Background: As generalist physicians on the frontlines of hospital care for seriously ill patients across the country, hospitalists are optimally positioned to lead discussions regarding serious illness. Little is known about hospitalists’ confidence in serious illness communication, or the barriers that limit their engagement.

Methods: To assess perspectives on serious illness communication, we surveyed hospitalists at two urban academic medical centers in Spring 2015. The survey was developed by the authors based on published research, discussions with colleagues, and clinical experience. The final survey included Likert-type questions assessing hospitalists’ confidence to perform 14 serious illness communication tasks, and the degree to which 12 potential barriers were concerns when communicating with seriously ill patients and their families. All attending hospitalists at each institution received an email invitation with a link to complete the online survey. Differences in responses between institutions were assessed with Fisher’s exact and Chi-square tests.

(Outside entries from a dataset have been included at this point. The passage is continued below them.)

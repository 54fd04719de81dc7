// Copyright (c) 2024-2026 Martin Schröder <info@swedishembedded.com>
//
// SPDX-License-Identifier: MIT
//! Deterministic answer validation.
//!
//! Only dates and datetimes have a checkable format; they are validated
//! before storage so users get an immediate re-ask instead of bad data in
//! the final payload.  Every other type is accepted raw here — whether a
//! text answer actually answers the question is judged by the model.

use chrono::{NaiveDate, NaiveDateTime, NaiveTime};

use crate::action::AskKind;

/// Date formats accepted by the lenient parser, month-first for slashed
/// numeric forms.
const DATE_FORMATS: &[&str] = &[
    "%Y-%m-%d",
    "%Y/%m/%d",
    "%m/%d/%Y",
    "%m-%d-%Y",
    "%m/%d/%y",
    "%d.%m.%Y",
    "%B %d, %Y",
    "%B %d %Y",
    "%b %d, %Y",
    "%b %d %Y",
    "%d %B %Y",
    "%d %b %Y",
    "%d %B, %Y",
];

/// Time formats combined with each date format for datetime parsing.
const TIME_FORMATS: &[&str] = &["%H:%M:%S", "%H:%M", "%I:%M %p", "%I:%M%p", "%I %p", "%I%p"];

/// Parse a date string under the lenient multi-format table.
pub fn parse_lenient_date(value: &str) -> Option<NaiveDate> {
    let cleaned = clean(value);
    for format in DATE_FORMATS {
        if let Ok(date) = NaiveDate::parse_from_str(&cleaned, format) {
            return Some(date);
        }
    }
    // A full datetime contains a valid date.
    parse_lenient_datetime(value).map(|dt| dt.date())
}

/// Parse a datetime string under the lenient multi-format table.
///
/// A bare date is accepted at midnight, matching how people answer
/// "when?" questions with just a day.
pub fn parse_lenient_datetime(value: &str) -> Option<NaiveDateTime> {
    let cleaned = clean(value);

    if let Ok(dt) = NaiveDateTime::parse_from_str(&cleaned, "%Y-%m-%dT%H:%M:%S") {
        return Some(dt);
    }
    if let Ok(dt) = chrono::DateTime::parse_from_rfc3339(&cleaned) {
        return Some(dt.naive_local());
    }
    for date_format in DATE_FORMATS {
        for time_format in TIME_FORMATS {
            let format = format!("{date_format} {time_format}");
            if let Ok(dt) = NaiveDateTime::parse_from_str(&cleaned, &format) {
                return Some(dt);
            }
        }
        if let Ok(date) = NaiveDate::parse_from_str(&cleaned, date_format) {
            return Some(date.and_time(NaiveTime::MIN));
        }
    }
    None
}

/// Collapse runs of whitespace so "Jan  5,  2026" still parses.
fn clean(value: &str) -> String {
    value.split_whitespace().collect::<Vec<_>>().join(" ")
}

/// Validate that a string is a recognizable date.
///
/// Returns the human reason on failure; it is interpolated into the
/// re-ask directive for the model.
pub fn validate_date_answer(value: &str) -> Result<(), String> {
    let stripped = value.trim();
    if stripped.is_empty() {
        return Err("Date cannot be empty.".into());
    }
    // Purely alphabetic strings are clearly not dates (e.g. "sdasdsdad").
    if !stripped.chars().any(|c| c.is_ascii_digit()) {
        return Err(format!(
            "'{stripped}' is not a valid date. \
             Please provide a date like 2026-01-15 or January 15, 2026."
        ));
    }
    if parse_lenient_date(stripped).is_none() {
        return Err(format!(
            "'{stripped}' is not a valid date. \
             Please provide a date like 2026-01-15 or January 15, 2026."
        ));
    }
    Ok(())
}

/// Validate that a string is a recognizable datetime.
pub fn validate_datetime_answer(value: &str) -> Result<(), String> {
    let stripped = value.trim();
    if stripped.is_empty() {
        return Err("Datetime cannot be empty.".into());
    }
    if !stripped.chars().any(|c| c.is_ascii_digit()) {
        return Err(format!(
            "'{stripped}' is not a valid date/time. \
             Please provide something like 2026-01-15 10:30 AM."
        ));
    }
    if parse_lenient_datetime(stripped).is_none() {
        return Err(format!(
            "'{stripped}' is not a valid date/time. \
             Please provide something like 2026-01-15 10:30 AM."
        ));
    }
    Ok(())
}

/// Validate a user's answer based on the pending ASK_ kind.
///
/// Only kinds with a clear expected format are checked; text and choice
/// answers are accepted as-is at this layer.
pub fn validate_answer_for_ask(kind: AskKind, value: &str) -> Result<(), String> {
    match kind {
        AskKind::Date => validate_date_answer(value),
        AskKind::Datetime => validate_datetime_answer(value),
        _ => Ok(()),
    }
}

// ─── Unit tests ──────────────────────────────────────────────────────────────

Results: A total of 45 hospitalists completed the survey; response rates were 43% at Hospital A and 46% at Hospital B. Participants reported the highest levels of confidence for leading a family meeting and eliciting goals of care, and the lowest confidence for discussing religious or spiritual issues, performing self-care to prevent burnout and compassion fatigue, and responding to desire for interventions that are not medically indicated. Confidence was higher at Hospital A for 13 of the 14 tasks (Table 1). Issues posing greatest concern in discussing serious illness with patients and families were time constraints, lack of knowledge of patients’ prior conversations, and the emotional toll these conversations take on the hospitalists; the areas of greatest concern varied by hospital (Table 2).

Conclusions: Efforts to engage and support hospitalists in serious illness communication should focus on complex communication tasks such as discussing religious beliefs and managing conflict. Promotion of and support for self-care is also an area of great need for hospitalists engaged in these conversations. Future work should focus on further characterizing differences in confidence and barriers across institutions, and identifying factors that predict these.